Matt and Ali Hughes, with son Charlie

The parents of three-year-old Charlie Hughes have welcomed new guidelines clarifying that clinicians can prescribe medical cannabis.

Matt and Ali Hughes have reached a settlement in their fight with the UK’s health regulator NICE (National Institute for Health and Care Excellence).

On Friday 26 March, NICE has issued further guidance making it clear that clinicians can prescribe medicinal cannabis in appropriate cases. 

The Nowrich couple brought a legal challenge against the regulatory body in 2020, after their local NHS Trust indicated that guidance on cannabis-based medicines prevented clinicians from prescribing the medicines to their son, Charlie. 

Charlie has a rare form of treatment-resistant epilepsy called West syndrome, which saw him suffering up to 120 seizures a day and on a regime of four anti-epileptic drugs at any one time before they discovered cannabis medicines in May 2019.

The couple have seen Charlie’s life transformed by the treatment, with his dramatic reductions in his seizures and developmental improvements, but have been unable to access the medicine on the NHS.

In November 2019, NICE issued guidance stating that there was insufficient evidence to make a population-wide recommendation for the use of cannabis-based medicines in patients with severe epilepsy. 
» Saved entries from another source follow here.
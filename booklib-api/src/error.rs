//! Error types for booklib-api

use axum::{
    http::StatusCode,
    response::{IntoResponse, Response},
    Json,
};
use serde_json::json;
use thiserror::Error;

use crate::catalog::CatalogError;

/// API error type
#[derive(Debug, Error)]
pub enum ApiError {
    /// Resource not found (404)
    #[error("Resource not found: {0}")]
    NotFound(String),

    /// Invalid request (400)
    #[error("Invalid request: {0}")]
    BadRequest(String),

    /// Conflict (409) - e.g., duplicate ISBN or already-rated book
    #[error("Conflict: {0}")]
    Conflict(String),

    /// Upstream metadata provider failure (502)
    #[error("Provider unavailable: {0}")]
    Upstream(String),

    /// Internal server error (500)
    #[error("Internal server error: {0}")]
    Internal(String),

    /// IO error
    #[error("IO error: {0}")]
    Io(#[from] std::io::Error),

    /// Generic error
    #[error(transparent)]
    Other(#[from] anyhow::Error),

    /// booklib-common error
    #[error("Common error: {0}")]
    Common(#[from] booklib_common::Error),
}

impl From<sqlx::Error> for ApiError {
    fn from(err: sqlx::Error) -> Self {
        ApiError::Common(err.into())
    }
}

impl From<CatalogError> for ApiError {
    fn from(err: CatalogError) -> Self {
        match err {
            CatalogError::Validation { .. } => ApiError::BadRequest(err.to_string()),
            CatalogError::DuplicateIsbn { .. } | CatalogError::DuplicateTitleAuthor { .. } => {
                ApiError::Conflict(err.to_string())
            }
            CatalogError::Provider(e) => ApiError::Upstream(e.to_string()),
            CatalogError::Storage(e) => ApiError::Common(e),
        }
    }
}

impl IntoResponse for ApiError {
    fn into_response(self) -> Response {
        let (status, error_code, message) = match self {
            ApiError::NotFound(msg) => (StatusCode::NOT_FOUND, "NOT_FOUND", msg),
            ApiError::BadRequest(msg) => (StatusCode::BAD_REQUEST, "BAD_REQUEST", msg),
            ApiError::Conflict(msg) => (StatusCode::CONFLICT, "CONFLICT", msg),
            ApiError::Upstream(msg) => (StatusCode::BAD_GATEWAY, "PROVIDER_UNAVAILABLE", msg),
            ApiError::Internal(msg) => (
                StatusCode::INTERNAL_SERVER_ERROR,
                "INTERNAL_ERROR",
                msg,
            ),
            ApiError::Io(ref err) => (
                StatusCode::INTERNAL_SERVER_ERROR,
                "IO_ERROR",
                err.to_string(),
            ),
            ApiError::Other(ref err) => (
                StatusCode::INTERNAL_SERVER_ERROR,
                "INTERNAL_ERROR",
                err.to_string(),
            ),
            ApiError::Common(ref err) => (
                StatusCode::INTERNAL_SERVER_ERROR,
                "COMMON_ERROR",
                err.to_string(),
            ),
        };

        let body = Json(json!({
            "error": {
                "code": error_code,
                "message": message,
            }
        }));

        (status, body).into_response()
    }
}

/// Result type for API handlers
pub type ApiResult<T> = Result<T, ApiError>;

#[cfg(test)]
mod tests {
    use super::*;
    use crate::providers::ProviderError;

    #[test]
    fn test_catalog_error_status_mapping() {
        let validation: ApiError = CatalogError::Validation {
            field: "title",
            reason: "title must be non-empty".to_string(),
        }
        .into();
        assert!(matches!(validation, ApiError::BadRequest(_)));

        let conflict: ApiError = CatalogError::DuplicateIsbn {
            owner_title: "Dune".to_string(),
            owner_authors: vec!["Frank Herbert".to_string()],
        }
        .into();
        assert!(matches!(conflict, ApiError::Conflict(_)));

        let upstream: ApiError =
            CatalogError::Provider(ProviderError::Remote { status: 503 }).into();
        assert!(matches!(upstream, ApiError::Upstream(_)));
    }

    #[test]
    fn test_duplicate_isbn_message_names_owner() {
        let err: ApiError = CatalogError::DuplicateIsbn {
            owner_title: "Dune".to_string(),
            owner_authors: vec!["Frank Herbert".to_string()],
        }
        .into();

        let message = err.to_string();
        assert!(message.contains("Frank Herbert"));
        assert!(message.contains("Dune"));
    }
}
Matt and Ali’s legal challenge set out to clarify this and ensure that doctors are aware that they are not barred from prescribing medicinal cannabis. 

They wanted clinicians and NHS decision-makers to recognise these patients as individuals with treatment-resistant refractory epilepsy and that a population-wide recommendation from NICE is not needed to prescribe on an individual basis. 
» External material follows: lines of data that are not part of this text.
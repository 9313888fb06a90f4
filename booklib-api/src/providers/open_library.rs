//! Open Library provider
//!
//! Fetches edition metadata from the Open Library JSON API. Editions
//! reference authors by key, so each lookup performs secondary requests
//! to resolve author display names; an author that fails to resolve is
//! omitted rather than failing the whole lookup.
//!
//! # API Reference
//! - Edition: https://openlibrary.org/isbn/{isbn}.json
//! - Author: https://openlibrary.org/authors/{key}.json

use async_trait::async_trait;
use reqwest::{header, Client, StatusCode};
use serde::Deserialize;
use std::time::Duration;
use tracing::debug;

use super::normalize::{non_blank, year_from_date, NormalizedRecord, OneOrMany, TextOrValue};
use super::{MetadataProvider, ProviderError};

/// Open Library base URL
const OPEN_LIBRARY_URL: &str = "https://openlibrary.org";

/// Timeout for the edition lookup
const DEFAULT_TIMEOUT: Duration = Duration::from_secs(10);

/// Timeout for each secondary author lookup
const AUTHOR_TIMEOUT: Duration = Duration::from_secs(5);

/// User-Agent header (Open Library asks clients to identify themselves)
const USER_AGENT: &str = "booklib/0.1.0 (https://github.com/booklib/booklib)";

/// Open Library metadata provider
pub struct OpenLibraryProvider {
    http_client: Client,
    base_url: String,
}

impl OpenLibraryProvider {
    pub fn new() -> Self {
        let mut headers = header::HeaderMap::new();
        headers.insert(
            header::USER_AGENT,
            header::HeaderValue::from_static(USER_AGENT),
        );

        Self {
            http_client: Client::builder()
                .timeout(DEFAULT_TIMEOUT)
                .default_headers(headers)
                .build()
                .expect("Failed to create HTTP client"),
            base_url: OPEN_LIBRARY_URL.to_string(),
        }
    }

    /// Resolve author reference keys to display names
    ///
    /// Tolerates partial failure: an unreachable or nameless author is
    /// skipped, never propagated as an error.
    async fn resolve_author_names(&self, refs: &[AuthorRef]) -> Vec<String> {
        let mut names = Vec::new();

        for author_ref in refs {
            let url = format!("{}{}.json", self.base_url, author_ref.key);
            let response = self
                .http_client
                .get(&url)
                .timeout(AUTHOR_TIMEOUT)
                .send()
                .await;

            let author: Option<OpenLibraryAuthor> = match response {
                Ok(resp) if resp.status().is_success() => resp.json().await.ok(),
                Ok(resp) => {
                    debug!(key = %author_ref.key, status = %resp.status(), "Author lookup failed");
                    None
                }
                Err(e) => {
                    debug!(key = %author_ref.key, error = %e, "Author lookup failed");
                    None
                }
            };

            if let Some(name) = author.and_then(|a| non_blank(a.name)) {
                names.push(name);
            }
        }

        names
    }
}

impl Default for OpenLibraryProvider {
    fn default() -> Self {
        Self::new()
    }
}

#[async_trait]
impl MetadataProvider for OpenLibraryProvider {
    fn name(&self) -> &'static str {
        "openlibrary"
    }

    async fn lookup(&self, isbn: &str) -> Result<NormalizedRecord, ProviderError> {
        let url = format!("{}/isbn/{}.json", self.base_url, isbn);
        debug!(%isbn, "Querying Open Library");

        let response = self
            .http_client
            .get(&url)
            .send()
            .await
            .map_err(|e| ProviderError::Transport(e.to_string()))?;

        let status = response.status();
        if status == StatusCode::NOT_FOUND {
            return Err(ProviderError::NotFound {
                isbn: isbn.to_string(),
            });
        }
        if !status.is_success() {
            return Err(ProviderError::Remote {
                status: status.as_u16(),
            });
        }

        let edition: OpenLibraryEdition = response
            .json()
            .await
            .map_err(|e| ProviderError::Transport(e.to_string()))?;

        let authors = self.resolve_author_names(&edition.authors).await;
        let record = normalize_edition(edition, authors);

        debug!(
            %isbn,
            title = ?record.title,
            authors = record.authors.len(),
            "Open Library lookup complete"
        );

        Ok(record)
    }
}

/// Map a raw Open Library edition into the normalized record
fn normalize_edition(edition: OpenLibraryEdition, authors: Vec<String>) -> NormalizedRecord {
    NormalizedRecord {
        title: non_blank(edition.title),
        authors,
        description: non_blank(edition.description.map(TextOrValue::into_text)),
        series: non_blank(edition.series.and_then(OneOrMany::into_first)),
        publish_year: edition.publish_date.as_deref().and_then(year_from_date),
        genres: edition
            .subjects
            .into_iter()
            .filter(|s| !s.trim().is_empty())
            .collect(),
        // Open Library editions carry cover ids, not URLs; left unset
        cover_url: None,
    }
}

// ============================================================================
// Open Library API Response Types
// ============================================================================

#[derive(Debug, Deserialize)]
struct OpenLibraryEdition {
    title: Option<String>,
    #[serde(default)]
    authors: Vec<AuthorRef>,
    description: Option<TextOrValue>,
    series: Option<OneOrMany<String>>,
    publish_date: Option<String>,
    #[serde(default)]
    subjects: Vec<String>,
}

#[derive(Debug, Deserialize)]
struct AuthorRef {
    key: String,
}

#[derive(Debug, Deserialize)]
struct OpenLibraryAuthor {
    name: Option<String>,
}

// ============================================================================
// Tests
// ============================================================================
NICE has now agreed to issue further guidance clarifying the guidelines it released in 2019 and Charlie’s judicial review claim has been settled on this basis. 
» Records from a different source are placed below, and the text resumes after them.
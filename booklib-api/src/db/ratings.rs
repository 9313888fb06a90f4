//! Rating database operations
//!
//! One rating per (book, user); the unique constraint enforces it under
//! concurrent requests.

use booklib_common::Result;
use sqlx::{sqlite::SqliteRow, Row, SqlitePool};
use uuid::Uuid;

/// Rating record
#[derive(Debug, Clone)]
pub struct Rating {
    pub guid: Uuid,
    pub book_id: Uuid,
    pub user_id: Uuid,
    pub rating: i64,
}

impl Rating {
    pub fn new(book_id: Uuid, user_id: Uuid, rating: i64) -> Self {
        Self {
            guid: Uuid::new_v4(),
            book_id,
            user_id,
            rating,
        }
    }
}

fn map_rating_row(row: &SqliteRow) -> Result<Rating> {
    let guid_str: String = row.get("guid");
    let book_str: String = row.get("book_id");
    let user_str: String = row.get("user_id");
    Ok(Rating {
        guid: super::parse_guid(&guid_str)?,
        book_id: super::parse_guid(&book_str)?,
        user_id: super::parse_guid(&user_str)?,
        rating: row.get("rating"),
    })
}

/// Insert a new rating
pub async fn insert_rating(pool: &SqlitePool, rating: &Rating) -> Result<()> {
    sqlx::query(
        r#"
        INSERT INTO ratings (guid, book_id, user_id, rating, created_at, updated_at)
        VALUES (?, ?, ?, ?, CURRENT_TIMESTAMP, CURRENT_TIMESTAMP)
        "#,
    )
    .bind(rating.guid.to_string())
    .bind(rating.book_id.to_string())
    .bind(rating.user_id.to_string())
    .bind(rating.rating)
    .execute(pool)
    .await?;

    Ok(())
}

/// List ratings for a book
pub async fn ratings_for_book(pool: &SqlitePool, book_id: Uuid) -> Result<Vec<Rating>> {
    let rows = sqlx::query(
        "SELECT guid, book_id, user_id, rating FROM ratings WHERE book_id = ?",
    )
    .bind(book_id.to_string())
    .fetch_all(pool)
    .await?;

    rows.iter().map(map_rating_row).collect()
}

/// Average rating for a book, None when unrated
pub async fn average_for_book(pool: &SqlitePool, book_id: Uuid) -> Result<Option<f64>> {
    let row = sqlx::query("SELECT AVG(rating) AS average FROM ratings WHERE book_id = ?")
        .bind(book_id.to_string())
        .fetch_one(pool)
        .await?;

    Ok(row.get("average"))
}

/// Load a user's rating for a book, if any
pub async fn find_by_book_and_user(
    pool: &SqlitePool,
    book_id: Uuid,
    user_id: Uuid,
) -> Result<Option<Rating>> {
    let row = sqlx::query(
        "SELECT guid, book_id, user_id, rating FROM ratings WHERE book_id = ? AND user_id = ?",
    )
    .bind(book_id.to_string())
    .bind(user_id.to_string())
    .fetch_optional(pool)
    .await?;

    row.as_ref().map(map_rating_row).transpose()
}

/// Load one rating scoped to a book and its authoring user
pub async fn find_for_update(
    pool: &SqlitePool,
    rating_id: Uuid,
    book_id: Uuid,
    user_id: Uuid,
) -> Result<Option<Rating>> {
    let row = sqlx::query(
        r#"
        SELECT guid, book_id, user_id, rating
        FROM ratings
        WHERE guid = ? AND book_id = ? AND user_id = ?
        "#,
    )
    .bind(rating_id.to_string())
    .bind(book_id.to_string())
    .bind(user_id.to_string())
    .fetch_optional(pool)
    .await?;

    row.as_ref().map(map_rating_row).transpose()
}

/// Update a rating's value
pub async fn update_value(pool: &SqlitePool, rating_id: Uuid, value: i64) -> Result<()> {
    sqlx::query("UPDATE ratings SET rating = ?, updated_at = CURRENT_TIMESTAMP WHERE guid = ?")
        .bind(value)
        .bind(rating_id.to_string())
        .execute(pool)
        .await?;

    Ok(())
}

/// Delete a rating
pub async fn delete_rating(pool: &SqlitePool, rating_id: Uuid) -> Result<()> {
    sqlx::query("DELETE FROM ratings WHERE guid = ?")
        .bind(rating_id.to_string())
        .execute(pool)
        .await?;

    Ok(())
}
The claim was due to be decided in court later this year. 

Matt and Ali have welcomed the move, which offers hope to dozens of other families denied cannabis medicines on the NHS.

“We are very pleased that finally this court case has come to a satisfactory end and we hope this will give paediatric doctors more confidence in prescribing on the NHS, on an individual basis for patients like Charlie who have shown amazing results on medicinal cannabis,” they said in a statement.

“This clarification makes it very clear that in individual circumstances clinicians can prescribe if they just weigh up the benefits versus risk.”

However, this is just one of several hurdles which are currently preventing Charlie and other patients from accessing their medication on the NHS.

The Refractory Epilepsy Specialist Clinical Advisory Service (RESCAS) which is made up of leading neurologists was launched in 2020 to deal with complex epilepsy cases, but so far has only recommended the continuation of cannabis-based medicines for one child.

Charlie was referred to RESCAS but refused a prescription for cannabis on the basis that there was no evidence of its efficacy or safety.

“There isn’t any one fix, especially in paediatrics, it’s about breaking down all these barriers and trying to understand why this is continuing to be blocked,” Matt told Cannabis Health.

“All our focus now is on getting clarity from RESCAS and the British Paediatric Neurology Association (BPNA) as to what it actually takes to get a prescription for a medicine which is helping so many children.”

“No, we don’t fully understand everything about cannabis at the moment, but if a child has an 80 percent decrease in seizures on cannabis medicines, that’s a really good outcome in relation to the small risks of THC.”

He added: “I’d like to see the neurologists standing up for the child and actually looking at the evidence that’s there in front of them. 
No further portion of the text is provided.